Twitter Engagement Tip: Be Active, Not Passive

Twitter Engagement Tip: Be Active, Not Passive

How would you describe your engagement style on Twitter? Most people would (if being completely honest with themselves) say “passive.” They don’t reach out or initiate conversations – and this can result in missed opportunities, connections and success.

In order to improve your Twitter engagement, focus on taking active steps.

For example, rather than wait for someone to tweet a response to a generic question that you posed, why not address that question directly to a handful of influential users you’d like to see answers from?

So something like this: “Hey @user1, @mruser and @mstweeter, what are your favorite Twitter tools?”, instead of this: “What are your favorite Twitter tools?”

By including someone’s handle in your tweet, you will ensure that they will see it in their notifications tab, and you’ll be much more likely to get a thoughtful response. You can even send out different versions of this question if you would like answers from multiple users.
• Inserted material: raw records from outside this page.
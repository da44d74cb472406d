//! Store - abstract CRUD storage for records.

use super::{Record, StoreError, Versioned, WriteBatch};

/// Abstract CRUD storage for records.
///
/// Single-record operations cover the thin CRUD surface (catalog edits, cart
/// edits, profile updates). Multi-record effects that must be all-or-nothing,
/// checkout above all, go through [`Store::apply`] with a [`WriteBatch`].
pub trait Store: Send + Sync {
    /// Get a record by ID. Returns None if not found.
    fn get<R: Record>(&self, id: &str) -> Result<Option<Versioned<R>>, StoreError>;

    /// Upsert a record (insert or update, no version check).
    fn save<R: Record>(&self, record: &R) -> Result<Versioned<R>, StoreError>;

    /// Insert a new record. Fails if it already exists.
    fn insert<R: Record>(&self, record: &R) -> Result<Versioned<R>, StoreError>;

    /// Update an existing record with optimistic concurrency control.
    fn update<R: Record>(
        &self,
        record: &R,
        expected_version: u64,
    ) -> Result<Versioned<R>, StoreError>;

    /// Delete a record by ID. Returns true if it existed.
    fn delete<R: Record>(&self, id: &str) -> Result<bool, StoreError>;

    /// Find records matching a predicate.
    fn find<R: Record>(
        &self,
        predicate: &dyn Fn(&R) -> bool,
    ) -> Result<Vec<Versioned<R>>, StoreError>;

    /// Apply a batch of writes atomically: every queued operation is
    /// validated (key presence, expected versions) before any of them is
    /// applied. The store either reflects the whole batch or none of it.
    fn apply(&self, batch: WriteBatch) -> Result<(), StoreError>;
}
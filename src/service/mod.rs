//! Service layer - command dispatch with explicit request identity.
//!
//! Commands are dispatched by name with a JSON payload and a [`Session`]
//! carrying the caller's identity and role. There is no ambient session
//! state: whoever fronts this service (an authenticating proxy verifying the
//! session cookie) forwards the identity, and handlers read it from the
//! [`Context`].
//!
//! ## Example
//!
//! ```ignore
//! use storefront::service::{Service, Session};
//! use serde_json::json;
//!
//! let service = Service::new(store)
//!     .command("products.list", |ctx| { /* ... */ });
//!
//! let result = service.dispatch("products.list", json!({}), Session::anonymous());
//! ```

mod context;
mod error;
mod service;
mod session;

#[cfg(feature = "http")]
mod http;

pub use context::Context;
pub use error::HandlerError;
pub use service::Service;
pub use session::Session;

#[cfg(feature = "http")]
pub use http::{router, serve};
//! Store - versioned CRUD storage for storefront records.
//!
//! Every persisted entity (products, carts, orders, users) is a [`Record`]:
//! a serde-serializable struct with a collection name and an id. Records are
//! stored as opaque bytes keyed `"COLLECTION:id"` and carry a per-row version
//! for optimistic concurrency.
//!
//! ## Example
//!
//! ```ignore
//! use storefront::{InMemoryStore, Record, Store};
//!
//! let store = InMemoryStore::new();
//! store.insert(&product)?;
//! let loaded = store.get::<Product>("prod-1")?;
//! ```

mod batch;
mod in_memory;
mod store;

use serde::{de::DeserializeOwned, Serialize};
use std::fmt;

/// Trait for types that can be persisted as store records.
pub trait Record: Serialize + DeserializeOwned + Clone + Send + Sync {
    /// The collection name for this record type (e.g., "products", "orders").
    /// Maps to a table in SQL, a collection in MongoDB, a key prefix in KV stores, etc.
    const COLLECTION: &'static str;

    /// Returns the unique identifier for this record instance.
    fn id(&self) -> &str;
}

/// A versioned wrapper around record data for optimistic concurrency control.
#[derive(Debug, Clone)]
pub struct Versioned<T> {
    pub data: T,
    pub version: u64,
}

/// Error type for store operations.
#[derive(Debug, Clone, PartialEq, Eq)]
pub enum StoreError {
    /// Optimistic concurrency conflict. Nothing was written; the whole
    /// operation is safe to retry against fresh state.
    Conflict {
        collection: String,
        id: String,
        expected: u64,
        actual: u64,
    },
    /// Serialization/deserialization error.
    Serde(String),
    /// Backend-level error (lock poisoned, connection lost).
    Backend(String),
    /// Record not found.
    NotFound { collection: String, id: String },
}

impl fmt::Display for StoreError {
    fn fmt(&self, f: &mut fmt::Formatter<'_>) -> fmt::Result {
        match self {
            StoreError::Conflict {
                collection,
                id,
                expected,
                actual,
            } => write!(
                f,
                "concurrency conflict on {}:{} (expected version {}, actual {})",
                collection, id, expected, actual
            ),
            StoreError::Serde(msg) => write!(f, "record serialization error: {}", msg),
            StoreError::Backend(msg) => write!(f, "store backend error: {}", msg),
            StoreError::NotFound { collection, id } => {
                write!(f, "record not found: {}:{}", collection, id)
            }
        }
    }
}

impl std::error::Error for StoreError {}

pub use batch::WriteBatch;
pub use in_memory::InMemoryStore;
pub use store::Store;

/// Storage key for a record: `"COLLECTION:id"`.
pub(crate) fn record_key(collection: &str, id: &str) -> String {
    format!("{}:{}", collection, id)
}
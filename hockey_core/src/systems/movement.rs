use hecs::World;

use crate::{CpuBrain, KinematicBody, Paddle, PaddleIntent, Puck, Side, Table, Time};

/// Place the player paddle under the pointer, clamped to the player half
pub fn move_player_paddle(world: &mut World, time: &Time, table: &Table, velocity_scale: f64) {
    for (_entity, (paddle, intent, body)) in
        world.query_mut::<(&Paddle, &PaddleIntent, &mut KinematicBody)>()
    {
        if paddle.side != Side::Player {
            continue;
        }

        match intent.pointer {
            Some(pointer) => {
                let target = table.clamp_player(pointer);
                body.vel = if time.dt > 0.0 {
                    (target - body.pos) / time.dt * velocity_scale
                } else {
                    glam::DVec2::ZERO
                };
                body.pos = target;
            }
            None => body.vel = glam::DVec2::ZERO,
        }
    }
}

/// Let the CPU planner steer its paddle from the current puck snapshot
pub fn move_cpu_paddle(world: &mut World, time: &Time) {
    let puck = world
        .query::<&Puck>()
        .iter()
        .next()
        .and_then(|(_e, puck)| puck.state);

    for (_entity, (brain, body)) in world.query_mut::<(&mut CpuBrain, &mut KinematicBody)>() {
        let output = brain.planner.advance(puck.as_ref(), time.dt);
        body.pos = output.target.as_vec2();
        body.vel = output.velocity;
        brain.last_output = Some(output);
    }
}
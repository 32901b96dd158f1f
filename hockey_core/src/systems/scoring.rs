use hecs::World;
use log::debug;

use crate::{Config, Events, Puck, ResetState, Score, Side, Table};

/// Check if the puck crossed a goal line inside the goal mouth (scoring)
pub fn check_goals(
    world: &mut World,
    table: &Table,
    config: &Config,
    score: &mut Score,
    events: &mut Events,
    reset: &mut ResetState,
) {
    // One goal until the puck is reset
    if !reset.goals_armed() {
        return;
    }

    let scorer = world
        .query::<&Puck>()
        .iter()
        .filter_map(|(_e, puck)| puck.state)
        .find_map(|state| {
            let pos = state.position;
            if !table.in_goal_mouth(pos.x) {
                None
            } else if pos.z > table.goal_line() {
                Some(Side::Player)
            } else if pos.z < -table.goal_line() {
                Some(Side::Cpu)
            } else {
                None
            }
        });

    let Some(scorer) = scorer else {
        return;
    };

    score.increment(scorer);
    if config.mirrored_scoring {
        let other = match scorer {
            Side::Player => Side::Cpu,
            Side::Cpu => Side::Player,
        };
        score.increment(other);
    }

    match scorer {
        Side::Player => events.player_scored = true,
        Side::Cpu => events.cpu_scored = true,
    }
    reset.start_delay(config.goal_reset_delay);

    debug!(
        "goal for {scorer:?}, score {}-{}",
        score.player, score.cpu
    );
}

#[cfg(test)]
mod tests {
    use super::*;
    use crate::{create_puck, PuckState, ResetPhase};
    use glam::DVec3;

    fn setup() -> (World, Config, Table, Score, Events, ResetState) {
        let config = Config::new();
        let table = config.table();
        (
            World::new(),
            config,
            table,
            Score::new(),
            Events::new(),
            ResetState::new(),
        )
    }

    fn puck_at(x: f64, z: f64) -> Option<PuckState> {
        Some(PuckState::new(DVec3::new(x, 0.05, z), DVec3::new(0.0, 0.0, 1.0)))
    }

    #[test]
    fn test_player_scores_past_far_goal_line() {
        let (mut world, mut config, table, mut score, mut events, mut reset) = setup();
        config.mirrored_scoring = false;
        create_puck(&mut world, puck_at(0.2, table.goal_line() + 0.05));

        check_goals(&mut world, &table, &config, &mut score, &mut events, &mut reset);

        assert_eq!(score, Score { player: 1, cpu: 0 });
        assert!(events.player_scored);
        assert!(!events.cpu_scored);
        assert_eq!(reset.phase, ResetPhase::AwaitingReset);
        assert_eq!(reset.timer, config.goal_reset_delay);
    }

    #[test]
    fn test_cpu_scores_past_near_goal_line() {
        let (mut world, mut config, table, mut score, mut events, mut reset) = setup();
        config.mirrored_scoring = false;
        create_puck(&mut world, puck_at(-0.5, -table.goal_line() - 0.05));

        check_goals(&mut world, &table, &config, &mut score, &mut events, &mut reset);

        assert_eq!(score, Score { player: 0, cpu: 1 });
        assert!(events.cpu_scored);
    }

    #[test]
    fn test_mirrored_scoring_credits_both_sides() {
        let (mut world, config, table, mut score, mut events, mut reset) = setup();
        create_puck(&mut world, puck_at(0.0, table.goal_line() + 0.1));

        check_goals(&mut world, &table, &config, &mut score, &mut events, &mut reset);

        assert_eq!(score, Score { player: 1, cpu: 1 });
        assert!(events.player_scored);
        assert!(!events.cpu_scored);
    }

    #[test]
    fn test_no_goal_outside_goal_mouth() {
        let (mut world, config, table, mut score, mut events, mut reset) = setup();
        create_puck(&mut world, puck_at(1.5, table.goal_line() + 0.1));

        check_goals(&mut world, &table, &config, &mut score, &mut events, &mut reset);

        assert_eq!(score, Score::new());
        assert!(!events.goal_scored());
        assert!(reset.is_live());
    }

    #[test]
    fn test_only_one_goal_until_reset() {
        let (mut world, config, table, mut score, mut events, mut reset) = setup();
        create_puck(&mut world, puck_at(0.0, table.goal_line() + 0.1));

        check_goals(&mut world, &table, &config, &mut score, &mut events, &mut reset);
        events.clear();
        check_goals(&mut world, &table, &config, &mut score, &mut events, &mut reset);

        assert_eq!(score, Score { player: 1, cpu: 1 });
        assert!(!events.goal_scored());
    }

    #[test]
    fn test_goal_counts_again_once_puck_is_reset() {
        let (mut world, config, table, mut score, mut events, mut reset) = setup();
        create_puck(&mut world, puck_at(0.0, -table.goal_line() - 0.1));
        reset.start_settle(config.kickoff_settle);

        check_goals(&mut world, &table, &config, &mut score, &mut events, &mut reset);

        assert_eq!(score, Score { player: 1, cpu: 1 });
        assert!(events.cpu_scored);
        assert_eq!(reset.phase, ResetPhase::AwaitingReset);
    }
}
use glam::DVec2;

use crate::config::Config;

/// Immutable table geometry, centred on the origin.
///
/// The table lies in the x/z plane. The CPU defends the goal at negative z,
/// the player the goal at positive z.
#[derive(Debug, Clone, Copy, PartialEq)]
pub struct Table {
    pub width: f64,
    pub height: f64,
    pub goal_width: f64,
    pub border_thickness: f64,
    pub paddle_radius: f64,
    pub puck_radius: f64,
    pub puck_height: f64,
}

impl Table {
    pub fn from_config(config: &Config) -> Self {
        Self {
            width: config.table_width,
            height: config.table_height,
            goal_width: config.goal_width,
            border_thickness: config.border_thickness,
            paddle_radius: config.paddle_radius,
            puck_radius: config.puck_radius,
            puck_height: config.puck_height,
        }
    }

    pub fn half_width(&self) -> f64 {
        self.width / 2.0
    }

    pub fn half_height(&self) -> f64 {
        self.height / 2.0
    }

    pub fn goal_half_width(&self) -> f64 {
        self.goal_width / 2.0
    }

    /// Deepest z the CPU paddle may reach (against its own goal line)
    pub fn cpu_z_min(&self) -> f64 {
        -self.half_height() + self.paddle_radius
    }

    /// Shallowest z the CPU paddle may reach (just short of the centre line)
    pub fn cpu_z_max(&self) -> f64 {
        -self.paddle_radius
    }

    pub fn player_z_min(&self) -> f64 {
        self.paddle_radius
    }

    pub fn player_z_max(&self) -> f64 {
        self.half_height() - self.paddle_radius
    }

    /// Largest |x| a paddle centre may take
    pub fn paddle_x_limit(&self) -> f64 {
        self.half_width() - self.paddle_radius
    }

    /// Largest |x| the puck centre reaches before bouncing off a side wall
    pub fn bounce_half_width(&self) -> f64 {
        self.half_width() - self.puck_radius
    }

    /// |z| past which a puck inside the goal mouth counts as scored
    pub fn goal_line(&self) -> f64 {
        self.half_height() + self.border_thickness / 2.0
    }

    pub fn in_goal_mouth(&self, x: f64) -> bool {
        x.abs() < self.goal_half_width()
    }

    /// Clamp a paddle position into the CPU half
    pub fn clamp_cpu(&self, pos: DVec2) -> DVec2 {
        let limit = self.paddle_x_limit();
        DVec2::new(
            clamp_between(pos.x, -limit, limit),
            clamp_between(pos.y, self.cpu_z_min(), self.cpu_z_max()),
        )
    }

    /// Clamp a paddle position into the player half
    pub fn clamp_player(&self, pos: DVec2) -> DVec2 {
        let limit = self.paddle_x_limit();
        DVec2::new(
            clamp_between(pos.x, -limit, limit),
            clamp_between(pos.y, self.player_z_min(), self.player_z_max()),
        )
    }

    /// Where the puck rests before a kick-off
    pub fn puck_spawn(&self) -> glam::DVec3 {
        glam::DVec3::new(0.0, self.puck_height / 2.0 + 0.01, 0.0)
    }

    /// Resting spot of the player paddle
    pub fn player_spawn(&self) -> DVec2 {
        DVec2::new(0.0, self.player_z_max() - 0.5)
    }

    /// Resting spot of the CPU paddle
    pub fn cpu_spawn(&self) -> DVec2 {
        DVec2::new(0.0, self.cpu_z_min() + 0.5)
    }
}

/// `f64::clamp` that tolerates swapped or NaN bounds.
///
/// An oversized paddle inverts the bounds of a half; the value then lands
/// between them instead of panicking.
pub(crate) fn clamp_between(value: f64, a: f64, b: f64) -> f64 {
    let (lo, hi) = if a <= b { (a, b) } else { (b, a) };
    value.max(lo).min(hi)
}

impl Default for Table {
    fn default() -> Self {
        Self::from_config(&Config::default())
    }
}
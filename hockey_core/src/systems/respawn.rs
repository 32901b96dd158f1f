use glam::DVec3;
use hecs::World;
use log::debug;
use rand::Rng;

use crate::{Config, Events, GameRng, Puck, PuckState, ResetPhase, ResetState, Table, Time};

/// Advance the post-goal reset: wait, re-centre the puck, let it settle, kick it off.
pub fn reset_tick(
    world: &mut World,
    time: &Time,
    table: &Table,
    config: &Config,
    reset: &mut ResetState,
    rng: &mut GameRng,
    events: &mut Events,
) {
    if reset.is_live() {
        return;
    }

    reset.update(time.dt);
    if !reset.is_elapsed() {
        return;
    }

    match reset.phase {
        ResetPhase::AwaitingReset => {
            let spawn = PuckState::new(table.puck_spawn(), DVec3::ZERO);
            set_puck(world, spawn);
            reset.start_settle(config.kickoff_settle);
            events.puck_reset = true;
            debug!("puck reset to centre");
        }
        ResetPhase::Settling => {
            let kick = DVec3::new(rng.0.gen_range(-1.0..1.0), 0.0, rng.0.gen_range(-1.0..1.0));
            set_puck(world, PuckState::new(table.puck_spawn(), kick));
            reset.go_live();
            events.puck_kicked = true;
            debug!("kick-off at ({:.3}, {:.3})", kick.x, kick.z);
        }
        ResetPhase::Live => {}
    }
}

fn set_puck(world: &mut World, state: PuckState) {
    for (_entity, puck) in world.query_mut::<&mut Puck>() {
        puck.state = Some(state);
    }
}

#[cfg(test)]
mod tests {
    use super::*;
    use crate::create_puck;

    struct Fixture {
        world: World,
        config: Config,
        table: Table,
        reset: ResetState,
        rng: GameRng,
        events: Events,
        puck: hecs::Entity,
    }

    impl Fixture {
        fn new() -> Self {
            let config = Config::new();
            let table = config.table();
            let mut world = World::new();
            let puck = create_puck(
                &mut world,
                Some(PuckState::new(
                    DVec3::new(0.0, 0.05, 3.3),
                    DVec3::new(0.0, 0.0, 2.0),
                )),
            );
            Self {
                world,
                config,
                table,
                reset: ResetState::new(),
                rng: GameRng::new(9),
                events: Events::new(),
                puck,
            }
        }

        fn tick(&mut self, dt: f64) {
            self.events.clear();
            reset_tick(
                &mut self.world,
                &Time::new(dt, 0.0),
                &self.table,
                &self.config,
                &mut self.reset,
                &mut self.rng,
                &mut self.events,
            );
        }

        fn puck(&self) -> PuckState {
            self.world.get::<&Puck>(self.puck).unwrap().state.unwrap()
        }
    }

    #[test]
    fn test_live_puck_is_untouched() {
        let mut f = Fixture::new();
        let before = f.puck();
        f.tick(0.5);
        assert_eq!(f.puck(), before);
        assert_eq!(f.events, Events::default());
    }

    #[test]
    fn test_reset_sequence_after_goal() {
        let mut f = Fixture::new();
        f.reset.start_delay(f.config.goal_reset_delay);

        f.tick(1.0);
        assert!(!f.events.puck_reset);
        assert_eq!(f.puck().position.z, 3.3);

        f.tick(0.5);
        assert!(f.events.puck_reset);
        assert_eq!(f.puck().position, f.table.puck_spawn());
        assert_eq!(f.puck().velocity, DVec3::ZERO);
        assert_eq!(f.reset.phase, ResetPhase::Settling);

        f.tick(0.25);
        assert!(!f.events.puck_kicked);

        f.tick(0.25);
        assert!(f.events.puck_kicked);
        assert!(f.reset.is_live());
        let kick = f.puck().velocity;
        assert!(kick.x.abs() <= 1.0 && kick.z.abs() <= 1.0);
        assert_eq!(kick.y, 0.0);
    }

    #[test]
    fn test_immediate_reset() {
        let mut f = Fixture::new();
        f.reset.start_delay(0.0);
        f.tick(1.0 / 60.0);
        assert!(f.events.puck_reset);
    }
}
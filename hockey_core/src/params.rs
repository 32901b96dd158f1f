/// Game tuning parameters for air hockey
#[derive(Debug, Clone, Copy)]
pub struct Params;

impl Params {
    // Table
    pub const TABLE_WIDTH: f64 = 4.0;
    pub const TABLE_HEIGHT: f64 = 6.0;
    pub const BORDER_THICKNESS: f64 = 0.2;
    pub const GOAL_WIDTH: f64 = 2.0;

    // Paddles
    pub const PADDLE_RADIUS: f64 = 0.3;
    pub const PADDLE_HEIGHT: f64 = 0.15;
    pub const CPU_PADDLE_SPEED: f64 = 4.5; // damping rate, 1/s
    pub const VELOCITY_SCALE: f64 = 0.25; // x15 per frame at 60 Hz

    // Puck
    pub const PUCK_RADIUS: f64 = 0.15;
    pub const PUCK_HEIGHT: f64 = 0.1;

    // CPU behaviour
    pub const SLOW_PUCK_SPEED: f64 = 1.0;
    pub const INTERCEPT_MIN_VZ: f64 = 0.5;
    pub const MAX_INTERCEPT_TIME: f64 = 5.0;
    pub const IDLE_SWEEP_DELAY: f64 = 0.5;
    pub const AGGRESSIVE_CLOSE_IN: f64 = 0.7;
    pub const AGGRESSIVE_STRIKE: f64 = 1.0;
    pub const AGGRESSIVE_WRAP: f64 = 2.0;

    // Match
    pub const WIN_SCORE: u8 = 3;
    pub const GOAL_RESET_DELAY: f64 = 1.5;
    pub const KICKOFF_SETTLE: f64 = 0.5;

    // Physics
    pub const MAX_DT: f64 = 0.1; // Clamp to prevent large jumps
}
use glam::DVec2;
use hecs::{Entity, World};
use log::debug;

use crate::{
    create_cpu_paddle, create_paddle, create_puck, step, Config, ConfigError, CpuBrain, Events,
    GameRng, InputQueue, KinematicBody, Mode, Outcome, Puck, PuckState, ResetState, Score, Side,
    Table, Time,
};

/// Everything the host needs to apply after a frame
#[derive(Debug, Clone, Copy, PartialEq)]
pub struct Frame {
    pub player_paddle: KinematicBody,
    pub cpu_paddle: KinematicBody,
    /// Puck after stabilisation and resets; write it back to the physics body
    pub puck: Option<PuckState>,
    pub cpu_mode: Option<Mode>,
    pub score: Score,
    pub events: Events,
    pub outcome: Option<Outcome>,
}

/// A local match against the CPU
pub struct Match {
    pub world: World,
    pub time: Time,
    pub table: Table,
    pub config: Config,
    pub score: Score,
    pub events: Events,
    pub inputs: InputQueue,
    pub rng: GameRng,
    pub reset: ResetState,
    player: Entity,
    cpu: Entity,
    puck: Entity,
}

impl Match {
    pub fn new(config: Config, seed: u64) -> Result<Self, ConfigError> {
        config.validate()?;
        let table = config.table();
        let mut world = World::new();

        let player = create_paddle(&mut world, Side::Player, &table);
        let cpu = create_cpu_paddle(&mut world, &config)?;
        let puck = create_puck(&mut world, None);

        debug!("new match, seed {seed}, first to {}", config.win_score);

        Ok(Self {
            world,
            time: Time::new(0.0, 0.0),
            table,
            config,
            score: Score::new(),
            events: Events::new(),
            inputs: InputQueue::new(),
            rng: GameRng::new(seed),
            reset: ResetState::new(),
            player,
            cpu,
            puck,
        })
    }

    /// Run one rendered frame.
    ///
    /// `pointer` is the pointer ray's hit on the table plane, if any; `puck` is
    /// the physics world's latest puck snapshot, if it has one yet.
    pub fn step(&mut self, dt: f64, pointer: Option<DVec2>, puck: Option<PuckState>) -> Frame {
        if let Some(pointer) = pointer {
            self.inputs.push_pointer(pointer);
        }
        if let Ok(mut component) = self.world.get::<&mut Puck>(self.puck) {
            component.state = puck;
        }

        self.time.dt = dt;
        step(
            &mut self.world,
            &mut self.time,
            &self.table,
            &self.config,
            &mut self.score,
            &mut self.events,
            &mut self.inputs,
            &mut self.rng,
            &mut self.reset,
        );

        self.frame()
    }

    /// Zero the score and bring the puck back to the centre for a new kick-off.
    pub fn restart(&mut self) {
        self.score = Score::new();
        self.reset.start_delay(0.0);
        debug!("match restarted");
    }

    pub fn outcome(&self) -> Option<Outcome> {
        self.score.outcome(self.config.win_score)
    }

    /// Snapshot of the current commands without stepping
    pub fn frame(&self) -> Frame {
        let body = |entity| {
            self.world
                .get::<&KinematicBody>(entity)
                .map(|body| *body)
                .unwrap_or_default()
        };
        let cpu_mode = self
            .world
            .get::<&CpuBrain>(self.cpu)
            .ok()
            .and_then(|brain| brain.last_output)
            .and_then(|output| output.mode);
        let puck = self
            .world
            .get::<&Puck>(self.puck)
            .ok()
            .and_then(|puck| puck.state);

        Frame {
            player_paddle: body(self.player),
            cpu_paddle: body(self.cpu),
            puck,
            cpu_mode,
            score: self.score,
            events: self.events,
            outcome: self.outcome(),
        }
    }
}
use hecs::World;
use log::trace;
use rand::Rng;

use crate::{Events, GameRng, Puck, Table};

/// Planar speed below which the puck counts as stalled on both axes
const STALL_SPEED: f64 = 0.1;
/// Largest random push applied to a stalled puck, per axis
const NUDGE: f64 = 0.05;

/// Keep the puck flat on the table and stop it from stalling.
///
/// The puck is pinned to its resting height, loses any vertical velocity, and
/// gets a small random push when it is almost still so neither side can get
/// stuck waiting on it.
pub fn stabilize_puck(world: &mut World, table: &Table, rng: &mut GameRng, events: &mut Events) {
    let rest_y = table.puck_height / 2.0;

    for (_entity, puck) in world.query_mut::<&mut Puck>() {
        let Some(state) = puck.state.as_mut() else {
            continue;
        };

        if (state.position.y - rest_y).abs() > 0.05 {
            state.position.y = rest_y;
        }

        if state.velocity.y.abs() > 0.1 {
            state.velocity.y = 0.0;
        }

        if state.velocity.x.abs() < STALL_SPEED && state.velocity.z.abs() < STALL_SPEED {
            state.velocity.x += rng.0.gen_range(-NUDGE..NUDGE);
            state.velocity.z += rng.0.gen_range(-NUDGE..NUDGE);
            state.velocity.y = 0.0;
            events.puck_nudged = true;
            trace!(
                "puck nudged to ({:.3}, {:.3})",
                state.velocity.x,
                state.velocity.z
            );
        }
    }
}

#[cfg(test)]
mod tests {
    use super::*;
    use crate::{create_puck, PuckState};
    use glam::DVec3;

    fn run(state: PuckState, seed: u64) -> (PuckState, Events) {
        let mut world = World::new();
        let table = Table::default();
        let mut rng = GameRng::new(seed);
        let mut events = Events::new();
        let puck = create_puck(&mut world, Some(state));

        stabilize_puck(&mut world, &table, &mut rng, &mut events);

        let state = world.get::<&Puck>(puck).unwrap().state.unwrap();
        (state, events)
    }

    #[test]
    fn test_puck_is_pinned_to_table() {
        let (state, _) = run(
            PuckState::new(DVec3::new(0.5, 0.3, 1.0), DVec3::new(2.0, 0.5, -1.0)),
            1,
        );
        assert_eq!(state.position.y, 0.05);
        assert_eq!(state.velocity, DVec3::new(2.0, 0.0, -1.0));
    }

    #[test]
    fn test_small_drift_is_left_alone() {
        let (state, events) = run(
            PuckState::new(DVec3::new(0.5, 0.07, 1.0), DVec3::new(2.0, 0.05, -1.0)),
            1,
        );
        assert_eq!(state.position.y, 0.07);
        assert_eq!(state.velocity.y, 0.05);
        assert!(!events.puck_nudged);
    }

    #[test]
    fn test_stalled_puck_gets_nudged() {
        let (state, events) = run(PuckState::new(DVec3::new(0.0, 0.05, -1.0), DVec3::ZERO), 7);
        assert!(events.puck_nudged);
        assert!(state.velocity.x.abs() < NUDGE);
        assert!(state.velocity.z.abs() < NUDGE);
        assert_eq!(state.velocity.y, 0.0);
    }

    #[test]
    fn test_nudge_is_deterministic_per_seed() {
        let still = PuckState::new(DVec3::new(0.0, 0.05, -1.0), DVec3::ZERO);
        let (a, _) = run(still, 42);
        let (b, _) = run(still, 42);
        assert_eq!(a, b);
    }

    #[test]
    fn test_missing_puck_is_ignored() {
        let mut world = World::new();
        let mut rng = GameRng::new(1);
        let mut events = Events::new();
        create_puck(&mut world, None);

        stabilize_puck(&mut world, &Table::default(), &mut rng, &mut events);

        assert!(!events.puck_nudged);
    }
}
use feed_rs::model::{FeedType, Text};
use feed_rs::parser;
use html_escape::decode_html_entities;
use tracing::debug;

use crate::app::error::ParseError;
use crate::domain::{Entry, ItemId, Source};

#[derive(Debug, Clone, PartialEq)]
pub struct FeedMeta {
    pub address: String,
    pub title: String,
    pub summary: String,
}

impl FeedMeta {
    pub fn into_source(self) -> Source {
        Source::new(self.address, self.title, self.summary)
    }
}

#[derive(Debug, Clone)]
pub struct ExtractedFeed {
    pub meta: FeedMeta,
    pub entries: Vec<Entry>,
}

/// Turns a raw channel/item syndication document into feed metadata and entries.
#[derive(Clone, Default)]
pub struct Extractor;

impl Extractor {
    pub fn new() -> Self {
        Self
    }

    pub fn extract(&self, body: &[u8], source_address: &str) -> Result<ExtractedFeed, ParseError> {
        let feed = parser::parse(body).map_err(|e| ParseError::Malformed(e.to_string()))?;

        match feed.feed_type {
            FeedType::RSS0 | FeedType::RSS1 | FeedType::RSS2 => {}
            other => return Err(ParseError::UnsupportedFormat(format!("{:?}", other))),
        }

        let title = feed
            .title
            .as_ref()
            .map(decode_text)
            .ok_or(ParseError::MissingChannelField("title"))?;
        let summary = feed
            .description
            .as_ref()
            .map(decode_text)
            .ok_or(ParseError::MissingChannelField("description"))?;

        let entries: Vec<Entry> = feed
            .entries
            .into_iter()
            .map(|entry| {
                // Entries without a link are keyed by their guid
                let permalink = entry
                    .links
                    .first()
                    .map(|l| l.href.trim().to_string())
                    .unwrap_or_else(|| entry.id.clone());

                Entry {
                    id: ItemId::generate(),
                    title: entry.title.as_ref().map(decode_text).unwrap_or_default(),
                    summary: entry.summary.as_ref().map(decode_text).unwrap_or_default(),
                    permalink,
                }
            })
            .collect();

        debug!("Extracted {} entries from {}", entries.len(), source_address);

        Ok(ExtractedFeed {
            meta: FeedMeta {
                address: source_address.to_string(),
                title,
                summary,
            },
            entries,
        })
    }
}

fn decode_text(text: &Text) -> String {
    decode_html_entities(text.content.trim()).to_string()
}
To further improve your engagement, try building active – not passive – engagement into your daily Twitter routine. It’s great (and absolutely necessary) to respond to those who @mention you, but when was the last time you @mentioned another account out of the blue?

Being the first to initiate an engagement will show that you listen to and care about your followers enough to take the time to talk to them.

If your daily Twitter routine includes sending x amount of tweets, retweeting at least x times and responding to all @mentions, it’s not too difficult to add in “initiate x conversations.” Starting with even one or two can vastly improve relationships with key, influential followers.

You can go even further by creating an active engagement strategy that focuses on specific, targeted users. Create a list (either via Twitter itself or in your own notes or spreadsheet) of users you would like to have a deeper connection with. Think along the lines of vendors, journalists or bloggers, partners, collaborators, etc. From there, commit yourself to interacting at least once or twice a day with members of this list. By consistently and directly responding to their tweets and asking them questions, you will stand apart from the crowd.

It takes effort to be active on Twitter, but the payoff is well worth it. You will tweet more, and appear more often in your followers’ timelines. You will be seen as an active, engaged account. And you will develop real, deep relationships with important users, rather than simply sitting around waiting for them to initiate a relationship with you.